Data for the task >>
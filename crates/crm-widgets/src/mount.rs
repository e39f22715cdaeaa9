//! Browser entry points: the default registry and its `wasm-bindgen` exports.
//!
//! # Design
//! - Each widget kind has one exported function (`createResourceSelect`, ...)
//!   so templated glue can call it directly.
//! - The same factories back `WidgetRegistryHandle`, an explicit registry
//!   object for callers that prefer not to rely on module-level functions.
//! - Errors cross the boundary as thrown JS `Error`s named after the
//!   [`MountError`] variant; props problems are logged and never thrown.

use crate::components::{
    DatePicker, DatePickerProps, ResourceSelect, ResourceSelectProps, ResourceTable,
    ResourceTableProps,
};
use crate::core::declarative::parse_props_text;
use crate::core::{
    Anchor, DeclaredPage, Document, MountError, WidgetRegistry, mount_declared as scan_page,
};
use crm_widget_models::markup::{MOUNTED_ATTRIBUTE, pending_anchor_selector};
use crm_widget_models::{
    DatePickerConfig, PropsBundle, ResourceSelectBundle, ResourceTableBundle, WidgetKind,
    decode_bundle,
};
use gloo::console;
use serde_json::Value;
use wasm_bindgen::JsCast;
use wasm_bindgen::prelude::*;
use web_sys::Element;

thread_local! {
    static DEFAULT_REGISTRY: WidgetRegistry<Element> = default_registry();
}

/// The page document as seen by the registry.
struct DomDocument {
    inner: web_sys::Document,
}

impl DomDocument {
    fn current() -> Self {
        Self {
            inner: gloo::utils::document(),
        }
    }
}

impl Document for DomDocument {
    type Node = Element;

    fn query(&self, selector: &str) -> Option<Element> {
        self.inner.query_selector(selector).ok().flatten()
    }

    fn mark_mounted(&self, node: &Element) {
        if let Err(err) = node.set_attribute(MOUNTED_ATTRIBUTE, "true") {
            console::warn!("could not mark anchor as mounted", err);
        }
    }
}

impl DeclaredPage for DomDocument {
    fn pending_anchors(&self) -> Vec<Element> {
        let anchors = match self.inner.query_selector_all(&pending_anchor_selector()) {
            Ok(anchors) => anchors,
            Err(err) => {
                console::error!("declared widget scan failed", err);
                return Vec::new();
            }
        };
        (0..anchors.length())
            .filter_map(|index| anchors.item(index))
            .filter_map(|node| node.dyn_into::<Element>().ok())
            .collect()
    }

    fn attribute(&self, node: &Element, name: &str) -> Option<String> {
        node.get_attribute(name)
    }

    fn element_text(&self, id: &str) -> Option<String> {
        self.inner
            .get_element_by_id(id)
            .and_then(|element| element.text_content())
    }
}

impl From<MountError> for JsValue {
    fn from(err: MountError) -> Self {
        let js_err = js_sys::Error::new(&err.to_string());
        js_err.set_name(err.name());
        js_err.into()
    }
}

fn default_registry() -> WidgetRegistry<Element> {
    let mut registry = WidgetRegistry::new();
    let outcome = registry
        .register(WidgetKind::ResourceSelect.as_str(), mount_resource_select)
        .and_then(|r| r.register(WidgetKind::ResourceTable.as_str(), mount_resource_table))
        .and_then(|r| r.register(WidgetKind::DatePicker.as_str(), mount_date_picker));
    if let Err(err) = outcome {
        console::error!("widget registration failed", err.to_string());
    }
    registry
}

fn mount_resource_select(anchor: Element, props: Value) {
    let bundle = decode_logged::<ResourceSelectBundle>(WidgetKind::ResourceSelect, props);
    yew::Renderer::<ResourceSelect>::with_root_and_props(anchor, ResourceSelectProps { bundle })
        .render();
}

fn mount_resource_table(anchor: Element, props: Value) {
    let bundle = decode_logged::<ResourceTableBundle>(WidgetKind::ResourceTable, props);
    yew::Renderer::<ResourceTable>::with_root_and_props(anchor, ResourceTableProps { bundle })
        .render();
}

fn mount_date_picker(anchor: Element, props: Value) {
    let config = decode_logged::<DatePickerConfig>(WidgetKind::DatePicker, props);
    yew::Renderer::<DatePicker>::with_root_and_props(anchor, DatePickerProps { config }).render();
}

fn decode_logged<T: PropsBundle>(kind: WidgetKind, props: Value) -> T {
    let decoded = decode_bundle::<T>(props);
    for problem in &decoded.problems {
        console::warn!(format!("{kind}: props bundle problem, using default: {problem}"));
    }
    decoded.bundle
}

fn anchor_from_js(value: JsValue) -> Result<Anchor<Element>, MountError> {
    if let Some(selector) = value.as_string() {
        return Ok(Anchor::Selector(selector));
    }
    value
        .dyn_into::<Element>()
        .map(Anchor::Node)
        .map_err(|other| MountError::MountTargetNotFound {
            selector: format!("{other:?}"),
        })
}

/// Convert a props argument to JSON. Strings are parsed as JSON text, other
/// values go through `JSON.stringify`; anything unusable becomes `null`.
fn props_from_js(value: &JsValue) -> Value {
    if value.is_undefined() || value.is_null() {
        return Value::Null;
    }
    let text = value.as_string().or_else(|| {
        js_sys::JSON::stringify(value).ok().map(String::from)
    });
    match text.as_deref().map(parse_props_text) {
        Some(Ok(json)) => json,
        Some(Err(err)) => {
            console::warn!("props bundle is not valid JSON", err);
            Value::Null
        }
        None => {
            console::warn!("props bundle could not be serialised");
            Value::Null
        }
    }
}

fn mount_js(
    registry: &WidgetRegistry<Element>,
    document: &DomDocument,
    kind: &str,
    anchor: JsValue,
    props: &JsValue,
) -> Result<(), JsValue> {
    let anchor = anchor_from_js(anchor)?;
    registry.mount(document, kind, anchor, props_from_js(props))?;
    console::debug!("mounted widget", kind);
    Ok(())
}

fn mount_with_default(kind: WidgetKind, anchor: JsValue, props: &JsValue) -> Result<(), JsValue> {
    DEFAULT_REGISTRY.with(|registry| {
        mount_js(registry, &DomDocument::current(), kind.as_str(), anchor, props)
    })
}

/// Mount every anchor declared with `data-crm-widget` that holds no widget yet.
fn mount_declared(registry: &WidgetRegistry<Element>, document: &DomDocument) -> u32 {
    let report = scan_page(registry, document);
    for problem in &report.problems {
        console::warn!(problem.as_str());
    }
    for err in &report.failures {
        console::error!("declared widget mount failed", err.to_string());
    }
    console::debug!("mounted declared widgets", report.mounted);
    report.mounted
}

/// Install the panic hook once the module is instantiated.
#[wasm_bindgen(start)]
pub fn start() {
    console_error_panic_hook::set_once();
}

/// Mount a resource selector at `anchor` (selector string or element).
///
/// # Errors
///
/// Throws `MountTargetNotFound` when the anchor does not resolve.
#[wasm_bindgen(js_name = createResourceSelect)]
pub fn create_resource_select(anchor: JsValue, props: JsValue) -> Result<(), JsValue> {
    mount_with_default(WidgetKind::ResourceSelect, anchor, &props)
}

/// Mount a resource table at `anchor` (selector string or element).
///
/// # Errors
///
/// Throws `MountTargetNotFound` when the anchor does not resolve.
#[wasm_bindgen(js_name = createResourceTable)]
pub fn create_resource_table(anchor: JsValue, props: JsValue) -> Result<(), JsValue> {
    mount_with_default(WidgetKind::ResourceTable, anchor, &props)
}

/// Mount a date picker at `anchor` (selector string or element).
///
/// # Errors
///
/// Throws `MountTargetNotFound` when the anchor does not resolve.
#[wasm_bindgen(js_name = createDatePicker)]
pub fn create_date_picker(anchor: JsValue, props: JsValue) -> Result<(), JsValue> {
    mount_with_default(WidgetKind::DatePicker, anchor, &props)
}

/// Mount every declared anchor on the page; returns how many were mounted.
#[wasm_bindgen(js_name = mountAll)]
#[must_use]
pub fn mount_all() -> u32 {
    DEFAULT_REGISTRY.with(|registry| mount_declared(registry, &DomDocument::current()))
}

/// Names accepted by the generic mount call.
#[wasm_bindgen(js_name = widgetKinds)]
#[must_use]
pub fn widget_kinds() -> js_sys::Array {
    DEFAULT_REGISTRY.with(kinds_array)
}

fn kinds_array(registry: &WidgetRegistry<Element>) -> js_sys::Array {
    registry.kinds().map(JsValue::from_str).collect()
}

/// An explicit registry instance for host code that passes it around.
#[wasm_bindgen]
pub struct WidgetRegistryHandle {
    registry: WidgetRegistry<Element>,
    document: DomDocument,
}

#[wasm_bindgen]
impl WidgetRegistryHandle {
    /// Registry with every built-in widget kind, bound to the current document.
    #[wasm_bindgen(constructor)]
    #[must_use]
    pub fn new() -> Self {
        Self {
            registry: default_registry(),
            document: DomDocument::current(),
        }
    }

    /// Mount a widget of `kind` at `anchor`.
    ///
    /// # Errors
    ///
    /// Throws `UnknownWidget` for unregistered kinds and `MountTargetNotFound`
    /// when the anchor does not resolve.
    pub fn mount(&self, kind: &str, anchor: JsValue, props: JsValue) -> Result<(), JsValue> {
        mount_js(&self.registry, &self.document, kind, anchor, &props)
    }

    /// Registered widget names.
    #[must_use]
    pub fn kinds(&self) -> js_sys::Array {
        kinds_array(&self.registry)
    }

    /// Mount every declared anchor; returns how many were mounted.
    #[wasm_bindgen(js_name = mountAll)]
    #[must_use]
    pub fn mount_all(&self) -> u32 {
        mount_declared(&self.registry, &self.document)
    }
}

impl Default for WidgetRegistryHandle {
    fn default() -> Self {
        Self::new()
    }
}
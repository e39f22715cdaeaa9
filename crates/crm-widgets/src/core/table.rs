//! Selection state and view model for the resource table.

use std::collections::BTreeSet;

use crm_widget_models::form::{ACTION_ARGUMENT, ID_SEPARATOR, SELECTED_ARGUMENT, argument_name};
use crm_widget_models::{ResourceTableBundle, TableRow};

/// Selected rows, keyed by the row's form value.
pub type Selection = BTreeSet<String>;

/// One rendered table row.
#[derive(Clone, Debug, PartialEq, Eq)]
pub struct TableRowView {
    /// Form value of the row id.
    pub value: String,
    /// Display title.
    pub title: String,
    /// Whether the row checkbox is ticked.
    pub selected: bool,
}

/// Everything the table renders for a given selection.
#[derive(Clone, Debug, PartialEq, Eq)]
pub struct TableView {
    /// Field the table is scoped to.
    pub field_name: String,
    /// Header text.
    pub resource_type: String,
    /// Name of the hidden input carrying the selection.
    pub selected_input_name: String,
    /// Selected ids joined in row order.
    pub selected_value: String,
    /// Name shared by the action submit buttons.
    pub action_input_name: String,
    /// Rows in display order.
    pub rows: Vec<TableRowView>,
    /// Whether every row is selected (false for an empty table).
    pub all_selected: bool,
    /// Message shown instead of rows when the table is empty.
    pub empty_message: Option<String>,
    /// Whether the remove action is unavailable.
    pub remove_disabled: bool,
}

/// Toggle the presence of `id` in the selection.
#[must_use]
pub fn toggle_selection(selection: &Selection, id: &str) -> Selection {
    let mut next = selection.clone();
    if !next.remove(id) {
        next.insert(id.to_string());
    }
    next
}

/// Select every row, or clear when every row is already selected.
#[must_use]
pub fn select_all_or_clear(selection: &Selection, rows: &[TableRow]) -> Selection {
    let all: Selection = rows.iter().map(|row| row.id.form_value()).collect();
    if !all.is_empty() && all.is_subset(selection) {
        Selection::new()
    } else {
        all
    }
}

/// Selected ids in row order, joined for the form post.
#[must_use]
pub fn selected_form_value(rows: &[TableRow], selection: &Selection) -> String {
    rows.iter()
        .map(|row| row.id.form_value())
        .filter(|value| selection.contains(value))
        .collect::<Vec<_>>()
        .join(&ID_SEPARATOR.to_string())
}

/// Build the view for `selection`. Ids no longer present in `rows` are ignored.
#[must_use]
pub fn table_view(bundle: &ResourceTableBundle, selection: &Selection) -> TableView {
    let rows: Vec<TableRowView> = bundle
        .rows
        .iter()
        .map(|row| {
            let value = row.id.form_value();
            TableRowView {
                selected: selection.contains(&value),
                value,
                title: row.title.clone(),
            }
        })
        .collect();
    let selected_value = selected_form_value(&bundle.rows, selection);
    let all_selected = !rows.is_empty() && rows.iter().all(|row| row.selected);
    let empty_message = rows.is_empty().then(|| empty_state_text(&bundle.resource_type));
    TableView {
        field_name: bundle.field_name.clone(),
        resource_type: bundle.resource_type.clone(),
        selected_input_name: argument_name(&bundle.field_name, SELECTED_ARGUMENT),
        remove_disabled: selected_value.is_empty(),
        selected_value,
        action_input_name: argument_name(&bundle.field_name, ACTION_ARGUMENT),
        rows,
        all_selected,
        empty_message,
    }
}

fn empty_state_text(resource_type: &str) -> String {
    if resource_type.trim().is_empty() {
        "No entries".to_string()
    } else {
        format!("No {resource_type} entries")
    }
}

Assigned task >>
Please copy the lines in the records above between the one holding "Self::new()" and the one holding "a given selection.", inclusive, exactly and with no other line.

Task answer >>
        Self::new()
    }
}
repository e39f22715cdaeaa9
filename crates/crm-widgets/src/core/table.rs
//! Selection state and view model for the resource table.

use std::collections::BTreeSet;

use crm_widget_models::form::{ACTION_ARGUMENT, ID_SEPARATOR, SELECTED_ARGUMENT, argument_name};
use crm_widget_models::{ResourceTableBundle, TableRow};

/// Selected rows, keyed by the row's form value.
pub type Selection = BTreeSet<String>;

/// One rendered table row.
#[derive(Clone, Debug, PartialEq, Eq)]
pub struct TableRowView {
    /// Form value of the row id.
    pub value: String,
    /// Display title.
    pub title: String,
    /// Whether the row checkbox is ticked.
    pub selected: bool,
}

/// Everything the table renders for a given selection.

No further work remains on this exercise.